Review: Star Trek Movie Blu-ray Set November 13, 2009by Anthony Pascale , Filed under: DVD/Blu-ray,Review,Star Trek (2009 film) , trackback
Next Tuesday the new Star Trek movie comes out on home video in North America. You have a choice of single-disk DVD, 2-disk DVD or 3-disk Blu-ray. Today we review the Blu-ray version, and we also have an exclusive first look at the navigation screens and the Starfleet Vessel Simulator.
REVIEW: Star Trek 2009 on Blu-ray
Back in April I reviewed the film, so you can read that for the full in-depth view, but after repeated viewings, and seeing the film in HD at home, I can say that Star Trek still works. I still feel that JJ Abrams, along with his cohorts Damon Lindelof, Bryan Burk, Roberto Orci, Alex Kurtzman, and the rest of the team, delivered on their promise to re-invigorate a beloved franchise for a new era. And, although it may not stand up to the strictest nitpicking scrutiny, the alternative timeline approach cleverly threads the needle and allowed them to do a sequel, a prequel and a reboot all at the same time.
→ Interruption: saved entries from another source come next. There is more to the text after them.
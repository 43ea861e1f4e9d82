//! Thermalright LCD / LED Diagnostic CLI
//!
//! Command-line interface for probing Thermalright cooler displays and LED
//! controllers, pushing images and animations, and inspecting theme files.

use anyhow::{Context, Result, bail};
use clap::{Parser, Subcommand};
use std::path::{Path, PathBuf};
use std::sync::{Arc, MutexGuard};
use std::sync::atomic::{AtomicBool, Ordering};
use std::time::Duration;
use tracing_subscriber::EnvFilter;

use trcc_rust_devices::device::hid::list_hid_devices;
use trcc_rust_devices::device::registry::{KNOWN_DEVICES, TransportKind};
use trcc_rust_devices::device::{
    DeviceDescriptor, DeviceDriver, DeviceRegistry, Implementation, ProtocolDriver, SharedDriver,
    is_sg_raw_available, is_usb_device_present,
};
use trcc_rust_devices::protocol::{HandshakeResult, KVM_CHANNELS};
use trcc_rust_devices::storage::{AnimationContainer, AnimationPlayer, ThemeContainer};
use trcc_rust_devices::utils::color::{TEMP_GRADIENT, color_for_value, generate_rainbow_table};
use trcc_rust_devices::utils::image_processing::{byte_order_for, encode_rgb565, load_frame};
use trcc_rust_devices::utils::parsing::{
    parse_device, parse_hex_color, parse_resolution, parse_rotation,
};

// =============================================================================
// CLI Arguments
// =============================================================================

/// Thermalright LCD / LED Diagnostic Tool
#[derive(Parser, Debug)]
#[command(name = "trcc-lcd-cli")]
#[command(author, version, about, long_about = None)]
struct Args {
    #[command(subcommand)]
    command: Command,
}

/// Which device to talk to.
#[derive(clap::Args, Debug)]
struct DeviceTarget {
    /// VID:PID in hex, e.g. 0416:5302
    device: String,

    /// Device node (required for SCSI, e.g. /dev/sg1)
    #[arg(long)]
    path: Option<String>,

    /// Transport override: scsi, bulk or hid
    #[arg(long)]
    transport: Option<String>,

    /// Fallback resolution when the device does not report one
    #[arg(long, value_parser = resolution_arg)]
    resolution: Option<(u32, u32)>,

    /// Treat the HID device as a 10-channel KVM LED controller
    #[arg(long)]
    kvm: bool,
}

#[derive(Subcommand, Debug)]
enum Command {
    /// List known devices and whether they are plugged in
    List,

    /// Run the protocol handshake and print what the device reports
    Handshake {
        #[command(flatten)]
        target: DeviceTarget,
    },

    /// Send a still image to an LCD
    SendImage {
        #[command(flatten)]
        target: DeviceTarget,

        /// Image file (png, jpg, bmp, ...)
        image: PathBuf,

        /// Display rotation in degrees (0, 90, 180, 270)
        #[arg(short, long, default_value = "0")]
        rotation: String,
    },

    /// Play a Theme.zt animation until Ctrl+C
    Play {
        #[command(flatten)]
        target: DeviceTarget,

        /// Animation file (.zt)
        animation: PathBuf,

        /// Play once instead of looping
        #[arg(long)]
        once: bool,
    },

    /// Drive an LED controller with a solid color or a rainbow
    Led {
        #[command(flatten)]
        target: DeviceTarget,

        /// Solid color as #RRGGBB (omit for rainbow)
        #[arg(short, long)]
        color: Option<String>,

        /// Brightness percentage (0-100)
        #[arg(short, long, default_value = "100",
              value_parser = clap::value_parser!(u8).range(0..=100))]
        brightness: u8,
    },

    /// Print the contents of a .tr theme file
    InspectTheme {
        /// Theme file (.tr)
        path: PathBuf,
    },

    /// Print the frame table of a .zt animation file
    InspectAnimation {
        /// Animation file (.zt)
        path: PathBuf,
    },

    /// Print the LED rainbow table and the temperature gradient
    ColorTable {
        /// Print every Nth rainbow entry
        #[arg(short, long, default_value = "32")]
        step: usize,
    },
}

fn resolution_arg(s: &str) -> std::result::Result<(u32, u32), String> {
    parse_resolution(s).map_err(|e| e.to_string())
}

// =============================================================================
// Main Entry Point
// =============================================================================

fn main() -> Result<()> {
    tracing_subscriber::fmt()
        .with_env_filter(EnvFilter::try_from_default_env().unwrap_or_else(|_| EnvFilter::new("info")))
        .init();

    let args = Args::parse();

    match args.command {
        Command::List => cmd_list(),
        Command::Handshake { target } => cmd_handshake(&target),
        Command::SendImage {
            target,
            image,
            rotation,
        } => cmd_send_image(&target, &image, &rotation),
        Command::Play {
            target,
            animation,
            once,
        } => cmd_play(&target, &animation, once),
        Command::Led {
            target,
            color,
            brightness,
        } => cmd_led(&target, color.as_deref(), brightness),
        Command::InspectTheme { path } => cmd_inspect_theme(&path),
        Command::InspectAnimation { path } => cmd_inspect_animation(&path),
        Command::ColorTable { step } => cmd_color_table(step),
    }
}

// =============================================================================
// Helpers
// =============================================================================

fn descriptor(target: &DeviceTarget) -> Result<DeviceDescriptor> {
    let mut desc = parse_device(
        &target.device,
        target.path.as_deref(),
        target.transport.as_deref(),
    )
    .context("Invalid device selection")?;
    if let Some(res) = target.resolution {
        desc = desc.with_resolution(res);
    }
    if target.kvm {
        desc = desc.with_implementation(Implementation::KvmLed);
    }
    Ok(desc)
}

fn open(registry: &DeviceRegistry, target: &DeviceTarget) -> Result<(DeviceDescriptor, SharedDriver)> {
    let desc = descriptor(target)?;
    let driver = registry
        .get_protocol(&desc)
        .with_context(|| format!("No driver for {}", desc))?;
    Ok((desc, driver))
}

fn lock(driver: &SharedDriver) -> MutexGuard<'_, ProtocolDriver> {
    driver.lock().unwrap_or_else(|e| e.into_inner())
}

/// Handshake and insist on a usable answer.
fn handshake_ok(driver: &SharedDriver) -> Result<HandshakeResult> {
    let result = lock(driver).handshake().context("Handshake failed")?;
    if let Some(reason) = &result.error {
        bail!("Device answered but was not recognized: {}", reason);
    }
    Ok(result)
}

fn lcd_resolution(info: &HandshakeResult) -> Result<(u32, u32)> {
    if info.protocol.is_led() {
        bail!("{} is an LED controller; use the `led` command", info.protocol);
    }
    info.resolution()
        .context("Device did not report a resolution; pass --resolution")
}

fn ctrlc_flag() -> Result<Arc<AtomicBool>> {
    let running = Arc::new(AtomicBool::new(true));
    let r = running.clone();
    ctrlc::set_handler(move || {
        r.store(false, Ordering::SeqCst);
    })
    .context("Failed to set Ctrl+C handler")?;
    Ok(running)
}

// =============================================================================
// Command Implementations
// =============================================================================

fn cmd_list() -> Result<()> {
    println!("Known devices:");
    for dev in KNOWN_DEVICES.iter() {
        let present = is_usb_device_present(dev.vid, dev.pid);
        println!(
            "  {} {:04x}:{:04x}  {:<10} {:<24} {:?}/{:?}",
            if present { "●" } else { "○" },
            dev.vid,
            dev.pid,
            dev.vendor,
            dev.product,
            dev.transport,
            dev.implementation
        );
    }

    for dev in KNOWN_DEVICES.iter().filter(|d| d.transport == TransportKind::UsbHid) {
        for (path, serial) in list_hid_devices(dev.vid, dev.pid).unwrap_or_default() {
            println!(
                "    {:04x}:{:04x} hid path {} serial {}",
                dev.vid,
                dev.pid,
                path,
                serial.as_deref().unwrap_or("-")
            );
        }
    }

    if !is_sg_raw_available() {
        println!("\n⚠️  sg_raw not found; SCSI displays need sg3_utils installed.");
    }
    Ok(())
}

fn cmd_handshake(target: &DeviceTarget) -> Result<()> {
    let registry = DeviceRegistry::system();
    let (desc, driver) = open(&registry, target)?;

    println!("🔌 Handshaking with {}...", desc);
    let result = lock(&driver).handshake().context("Handshake failed")?;
    print!("{}", result);
    println!("Raw (first 32): {}", result.raw_prefix_hex(32));

    if let Some(reason) = result.error {
        bail!("Device was not recognized: {}", reason);
    }
    Ok(())
}

fn cmd_send_image(target: &DeviceTarget, image: &Path, rotation: &str) -> Result<()> {
    let rotation = parse_rotation(rotation)?;
    let registry = DeviceRegistry::system();
    let (desc, driver) = open(&registry, target)?;

    let info = handshake_ok(&driver)?;
    let (width, height) = lcd_resolution(&info)?;
    println!("🖥️  {} at {}x{}", desc, width, height);

    let frame = load_frame(image, info.protocol, width, height, rotation)
        .with_context(|| format!("Failed to load image {:?}", image))?;

    println!("📤 Sending {} bytes...", frame.len());
    lock(&driver)
        .send_frame(&frame, width, height)
        .context("Failed to send frame")?;

    println!("✅ Image displayed!");
    Ok(())
}

fn cmd_play(target: &DeviceTarget, animation: &Path, once: bool) -> Result<()> {
    let container = AnimationContainer::read_file(animation)
        .with_context(|| format!("Failed to read {:?}", animation))?;
    if container.is_empty() {
        bail!("{:?} contains no frames", animation);
    }

    let registry = DeviceRegistry::system();
    let (desc, driver) = open(&registry, target)?;
    let info = handshake_ok(&driver)?;
    let (width, height) = lcd_resolution(&info)?;
    let order = byte_order_for(info.protocol, width, height);

    println!(
        "🎞️  Decoding {} frames for {} at {}x{}...",
        container.len(),
        desc,
        width,
        height
    );
    let frames = container
        .decode_frames(Some((width, height)))
        .context("Failed to decode animation")?;

    let mut player = AnimationPlayer::new(frames);
    player.set_looping(!once);
    player.play();

    let running = ctrlc_flag()?;
    println!("▶️  Playing (Ctrl+C to stop)");

    let mut sent: u64 = 0;
    while running.load(Ordering::SeqCst) {
        let Some(frame) = player.next_frame() else {
            break;
        };
        let pixels = encode_rgb565(&frame.rgb, order);
        let delay = Duration::from_millis(frame.delay_ms as u64);

        if let Err(e) = lock(&driver).send_frame(&pixels, width, height) {
            eprintln!("⚠️  Frame {} failed: {}", player.position(), e);
        } else {
            sent += 1;
        }
        std::thread::sleep(delay);
    }

    println!("\n👋 Stopped after {} frames.", sent);
    Ok(())
}

fn cmd_led(target: &DeviceTarget, color: Option<&str>, brightness: u8) -> Result<()> {
    let solid = color.map(parse_hex_color).transpose()?;
    let registry = DeviceRegistry::system();
    let (desc, driver) = open(&registry, target)?;

    let info = handshake_ok(&driver)?;
    if !info.protocol.is_led() {
        bail!("{} is not an LED controller", desc);
    }
    if let Some(style) = &info.led_style {
        println!("💡 {} ({})", style.model_name(), desc);
    }

    if let Some((r, g, b)) = solid {
        let mut guard = lock(&driver);
        if let Some(led) = guard.as_led_mut() {
            led.set_brightness(brightness);
            led.send_solid([r, g, b])?;
        } else if let Some(kvm) = guard.as_kvm_led_mut() {
            let triples: Vec<u8> = std::iter::repeat_n([r, g, b], KVM_CHANNELS).flatten().collect();
            kvm.send_frame(&triples, KVM_CHANNELS as u32, 1)?;
        }
        println!("✅ Color #{:02X}{:02X}{:02X} applied", r, g, b);
        return Ok(());
    }

    let running = ctrlc_flag()?;
    println!("🌈 Rainbow (Ctrl+C to stop)");
    let mut phase = 0usize;
    while running.load(Ordering::SeqCst) {
        {
            let mut guard = lock(&driver);
            match guard.as_led_mut() {
                Some(led) => {
                    led.set_brightness(brightness);
                    led.send_rainbow(phase)?;
                }
                None => bail!("Rainbow mode needs an ARGB LED controller"),
            }
        }
        phase = phase.wrapping_add(4);
        std::thread::sleep(Duration::from_millis(20));
    }

    println!("\n👋 Stopped.");
    Ok(())
}

fn cmd_inspect_theme(path: &Path) -> Result<()> {
    let theme =
        ThemeContainer::read_file(path).with_context(|| format!("Failed to read {:?}", path))?;

    println!("🎨 Theme {:?}", path);
    println!(
        "{}",
        serde_json::to_string_pretty(&theme.layout).context("Failed to format layout")?
    );

    println!("\nElements ({}):", theme.elements.len());
    for (i, el) in theme.elements.iter().enumerate() {
        let [a, r, g, b] = el.color;
        println!(
            "  [{:2}] mode {}/{} at ({}, {}) font {:?} {:.1} #{:02X}{:02X}{:02X}{:02X} {:?}",
            i, el.mode, el.mode_sub, el.x, el.y, el.font_name, el.font_size, a, r, g, b, el.text
        );
    }

    let size = |blob: &Option<Vec<u8>>| blob.as_ref().map_or(0, Vec::len);
    println!("\nBackground: {} bytes", size(&theme.background));
    println!("Mask:       {} bytes", size(&theme.mask));
    match &theme.animation {
        Some(anim) => println!(
            "Animation:  {} frames, {} ms",
            anim.len(),
            anim.duration_ms()
        ),
        None => println!("Animation:  none"),
    }
    Ok(())
}

fn cmd_inspect_animation(path: &Path) -> Result<()> {
    let anim = AnimationContainer::read_file(path)
        .with_context(|| format!("Failed to read {:?}", path))?;

    println!("🎞️  {:?}: {} frames, {} ms total", path, anim.len(), anim.duration_ms());
    for (i, ((ts, frame), delay)) in anim
        .timestamps()
        .iter()
        .zip(anim.frames())
        .zip(anim.delays())
        .enumerate()
    {
        println!(
            "  #{:<4} t={:>7} ms  delay={:>4} ms  {:>7} bytes",
            i,
            ts,
            delay,
            frame.len()
        );
    }
    Ok(())
}

fn cmd_color_table(step: usize) -> Result<()> {
    let step = step.max(1);
    let table = generate_rainbow_table();

    println!("Rainbow ({} entries, every {}):", table.len(), step);
    for (i, [r, g, b]) in table.iter().enumerate().step_by(step) {
        println!("  {:>3}: #{:02X}{:02X}{:02X}", i, r, g, b);
    }

    println!("\nTemperature gradient:");
    for value in (20..=100).step_by(10) {
        let [r, g, b] = color_for_value(value as f32, &TEMP_GRADIENT);
        println!("  {:>3}°C: #{:02X}{:02X}{:02X}", value, r, g, b);
    }

    Ok(())
}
And repeated viewings of the film allow you to appreciate it in new ways, and the option to freeze frame in HD gives you even more opportunities to analyze the film, in a way only a Trekkie can. Although the directing style of JJ Abrams is impressive, it is so fast-paced, that only now on home video can you truly stop and really take a look at some of the scenes. You never really got a good look at the bridge of the Kelvin, before they blew it up, or the fleet and orbiting space dock. Of course, home video viewing also gives you a chance to get even more frustrated with whatever bugs you, with each Trekkie having his own pet peeves, be it the ‘Bud-gineering’ or the amazing series of coincidences…and where exactly is Delta Vega?
Home video also gives you a chance to really listen to what is certainly the best sounding Star Trek movie ever. You can really feel the Trek love from Ben Burtt, and if he doesn’t win an Oscar, he was robbed. I also have found that Giacchino’s score has grown on me more over time. At first I wanted more of a Trek feel to the music, but now appreciate that the Trek stings were truly earned, and not until the whole crew is together do we get the full Alexander Courage treatment.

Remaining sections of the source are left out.